### [Brief]
Each line below is to be written out once more, precisely as given.

### [Record extracts]
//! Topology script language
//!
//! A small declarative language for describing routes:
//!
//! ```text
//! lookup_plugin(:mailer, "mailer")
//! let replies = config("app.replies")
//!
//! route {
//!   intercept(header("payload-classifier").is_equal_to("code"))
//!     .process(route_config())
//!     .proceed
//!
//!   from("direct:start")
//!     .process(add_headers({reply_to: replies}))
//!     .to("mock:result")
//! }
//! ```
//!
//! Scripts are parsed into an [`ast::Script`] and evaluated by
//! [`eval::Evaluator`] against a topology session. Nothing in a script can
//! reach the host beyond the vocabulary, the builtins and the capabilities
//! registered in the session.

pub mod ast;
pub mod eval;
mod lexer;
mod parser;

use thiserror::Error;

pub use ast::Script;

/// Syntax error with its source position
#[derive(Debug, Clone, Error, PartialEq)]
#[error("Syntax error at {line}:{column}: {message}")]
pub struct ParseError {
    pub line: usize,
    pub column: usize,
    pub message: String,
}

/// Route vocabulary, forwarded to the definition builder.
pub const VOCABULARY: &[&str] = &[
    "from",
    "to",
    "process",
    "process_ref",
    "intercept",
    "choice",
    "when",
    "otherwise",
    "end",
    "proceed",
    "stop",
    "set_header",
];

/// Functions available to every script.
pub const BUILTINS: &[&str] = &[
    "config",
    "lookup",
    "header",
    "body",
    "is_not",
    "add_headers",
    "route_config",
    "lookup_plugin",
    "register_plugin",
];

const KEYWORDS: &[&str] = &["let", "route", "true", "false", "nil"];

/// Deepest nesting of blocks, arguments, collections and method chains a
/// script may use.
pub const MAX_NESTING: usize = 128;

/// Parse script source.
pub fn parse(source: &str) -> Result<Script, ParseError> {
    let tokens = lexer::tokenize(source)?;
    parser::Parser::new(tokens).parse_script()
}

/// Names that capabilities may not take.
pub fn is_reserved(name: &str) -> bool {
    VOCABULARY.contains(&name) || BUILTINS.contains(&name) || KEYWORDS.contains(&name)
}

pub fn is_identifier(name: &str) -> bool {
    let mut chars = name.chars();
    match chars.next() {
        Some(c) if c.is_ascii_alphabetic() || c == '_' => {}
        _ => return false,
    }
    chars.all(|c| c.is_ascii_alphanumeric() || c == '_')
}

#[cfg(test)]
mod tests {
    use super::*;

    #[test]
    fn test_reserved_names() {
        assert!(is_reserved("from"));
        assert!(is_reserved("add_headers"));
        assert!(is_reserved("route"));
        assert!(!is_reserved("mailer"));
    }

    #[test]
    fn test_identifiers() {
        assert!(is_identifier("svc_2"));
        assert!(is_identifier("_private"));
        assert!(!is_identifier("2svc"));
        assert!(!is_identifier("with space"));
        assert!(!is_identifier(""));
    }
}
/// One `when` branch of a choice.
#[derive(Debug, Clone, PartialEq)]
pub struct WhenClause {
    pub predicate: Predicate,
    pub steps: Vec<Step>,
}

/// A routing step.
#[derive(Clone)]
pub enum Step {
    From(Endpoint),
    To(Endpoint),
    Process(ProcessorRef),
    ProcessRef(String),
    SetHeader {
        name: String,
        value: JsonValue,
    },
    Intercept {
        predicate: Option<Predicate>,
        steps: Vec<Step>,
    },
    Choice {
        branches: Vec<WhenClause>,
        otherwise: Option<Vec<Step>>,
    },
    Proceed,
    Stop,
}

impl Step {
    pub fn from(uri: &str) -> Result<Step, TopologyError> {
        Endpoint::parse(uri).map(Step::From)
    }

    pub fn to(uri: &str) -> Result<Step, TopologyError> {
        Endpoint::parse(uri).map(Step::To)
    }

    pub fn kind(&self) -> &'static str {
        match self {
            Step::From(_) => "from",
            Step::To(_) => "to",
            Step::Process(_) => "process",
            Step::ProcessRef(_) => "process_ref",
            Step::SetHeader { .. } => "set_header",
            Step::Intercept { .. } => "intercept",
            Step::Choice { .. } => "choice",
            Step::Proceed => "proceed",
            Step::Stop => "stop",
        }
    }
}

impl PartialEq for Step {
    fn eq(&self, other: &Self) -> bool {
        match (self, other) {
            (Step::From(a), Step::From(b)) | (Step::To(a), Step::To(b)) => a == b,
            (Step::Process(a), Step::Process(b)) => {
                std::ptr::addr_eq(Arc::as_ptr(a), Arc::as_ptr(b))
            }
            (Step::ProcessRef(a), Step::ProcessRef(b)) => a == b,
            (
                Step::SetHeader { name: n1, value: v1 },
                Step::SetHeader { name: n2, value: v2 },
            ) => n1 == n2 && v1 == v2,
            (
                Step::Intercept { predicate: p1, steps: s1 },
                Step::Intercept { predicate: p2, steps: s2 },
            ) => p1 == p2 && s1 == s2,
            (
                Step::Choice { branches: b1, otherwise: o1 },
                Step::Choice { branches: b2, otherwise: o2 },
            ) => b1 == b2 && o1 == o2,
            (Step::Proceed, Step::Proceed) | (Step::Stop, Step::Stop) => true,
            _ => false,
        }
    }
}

### [Reply to the task]
//! Topology script language
//!
//! A small declarative language for describing routes:
//!
//! ```text
//! lookup_plugin(:mailer, "mailer")
//! let replies = config("app.replies")
//!
//! route {
//!   intercept(header("payload-classifier").is_equal_to("code"))
//!     .process(route_config())
//!     .proceed
//!
//!   from("direct:start")
//!     .process(add_headers({reply_to: replies}))
//!     .to("mock:result")
//! }
//! ```
//!
//! Scripts are parsed into an [`ast::Script`] and evaluated by
//! [`eval::Evaluator`] against a topology session. Nothing in a script can
//! reach the host beyond the vocabulary, the builtins and the capabilities
//! registered in the session.

pub mod ast;
pub mod eval;
mod lexer;
mod parser;

use thiserror::Error;

pub use ast::Script;

/// Syntax error with its source position
#[derive(Debug, Clone, Error, PartialEq)]
#[error("Syntax error at {line}:{column}: {message}")]
pub struct ParseError {
    pub line: usize,
    pub column: usize,
    pub message: String,
}

/// Route vocabulary, forwarded to the definition builder.
pub const VOCABULARY: &[&str] = &[
    "from",
    "to",
    "process",
    "process_ref",
    "intercept",
    "choice",
    "when",
    "otherwise",
    "end",
    "proceed",
    "stop",
    "set_header",
];

/// Functions available to every script.
pub const BUILTINS: &[&str] = &[
    "config",
    "lookup",
    "header",
    "body",
    "is_not",
    "add_headers",
    "route_config",
    "lookup_plugin",
    "register_plugin",
];

const KEYWORDS: &[&str] = &["let", "route", "true", "false", "nil"];

/// Deepest nesting of blocks, arguments, collections and method chains a
/// script may use.
pub const MAX_NESTING: usize = 128;

/// Parse script source.
pub fn parse(source: &str) -> Result<Script, ParseError> {
    let tokens = lexer::tokenize(source)?;
    parser::Parser::new(tokens).parse_script()
}

/// Names that capabilities may not take.
pub fn is_reserved(name: &str) -> bool {
    VOCABULARY.contains(&name) || BUILTINS.contains(&name) || KEYWORDS.contains(&name)
}

pub fn is_identifier(name: &str) -> bool {
    let mut chars = name.chars();
    match chars.next() {
        Some(c) if c.is_ascii_alphabetic() || c == '_' => {}
        _ => return false,
    }
    chars.all(|c| c.is_ascii_alphanumeric() || c == '_')
}

#[cfg(test)]
mod tests {
    use super::*;

    #[test]
    fn test_reserved_names() {
        assert!(is_reserved("from"));
        assert!(is_reserved("add_headers"));
        assert!(is_reserved("route"));
        assert!(!is_reserved("mailer"));
    }

    #[test]
    fn test_identifiers() {
        assert!(is_identifier("svc_2"));
        assert!(is_identifier("_private"));
        assert!(!is_identifier("2svc"));
        assert!(!is_identifier("with space"));
        assert!(!is_identifier(""));
    }
}
/// One `when` branch of a choice.
#[derive(Debug, Clone, PartialEq)]
pub struct WhenClause {
    pub predicate: Predicate,
    pub steps: Vec<Step>,
}

/// A routing step.
#[derive(Clone)]
pub enum Step {
    From(Endpoint),
    To(Endpoint),
    Process(ProcessorRef),
    ProcessRef(String),
    SetHeader {
        name: String,
        value: JsonValue,
    },
    Intercept {
        predicate: Option<Predicate>,
        steps: Vec<Step>,
    },
    Choice {
        branches: Vec<WhenClause>,
        otherwise: Option<Vec<Step>>,
    },
    Proceed,
    Stop,
}

impl Step {
    pub fn from(uri: &str) -> Result<Step, TopologyError> {
        Endpoint::parse(uri).map(Step::From)
    }

    pub fn to(uri: &str) -> Result<Step, TopologyError> {
        Endpoint::parse(uri).map(Step::To)
    }

    pub fn kind(&self) -> &'static str {
        match self {
            Step::From(_) => "from",
            Step::To(_) => "to",
            Step::Process(_) => "process",
            Step::ProcessRef(_) => "process_ref",
            Step::SetHeader { .. } => "set_header",
            Step::Intercept { .. } => "intercept",
            Step::Choice { .. } => "choice",
            Step::Proceed => "proceed",
            Step::Stop => "stop",
        }
    }
}

impl PartialEq for Step {
    fn eq(&self, other: &Self) -> bool {
        match (self, other) {
            (Step::From(a), Step::From(b)) | (Step::To(a), Step::To(b)) => a == b,
            (Step::Process(a), Step::Process(b)) => {
                std::ptr::addr_eq(Arc::as_ptr(a), Arc::as_ptr(b))
            }
            (Step::ProcessRef(a), Step::ProcessRef(b)) => a == b,
            (
                Step::SetHeader { name: n1, value: v1 },
                Step::SetHeader { name: n2, value: v2 },
            ) => n1 == n2 && v1 == v2,
            (
                Step::Intercept { predicate: p1, steps: s1 },
                Step::Intercept { predicate: p2, steps: s2 },
            ) => p1 == p2 && s1 == s2,
            (
                Step::Choice { branches: b1, otherwise: o1 },
                Step::Choice { branches: b2, otherwise: o2 },
            ) => b1 == b2 && o1 == o2,
            (Step::Proceed, Step::Proceed) | (Step::Stop, Step::Stop) => true,
            _ => false,
        }
    }
}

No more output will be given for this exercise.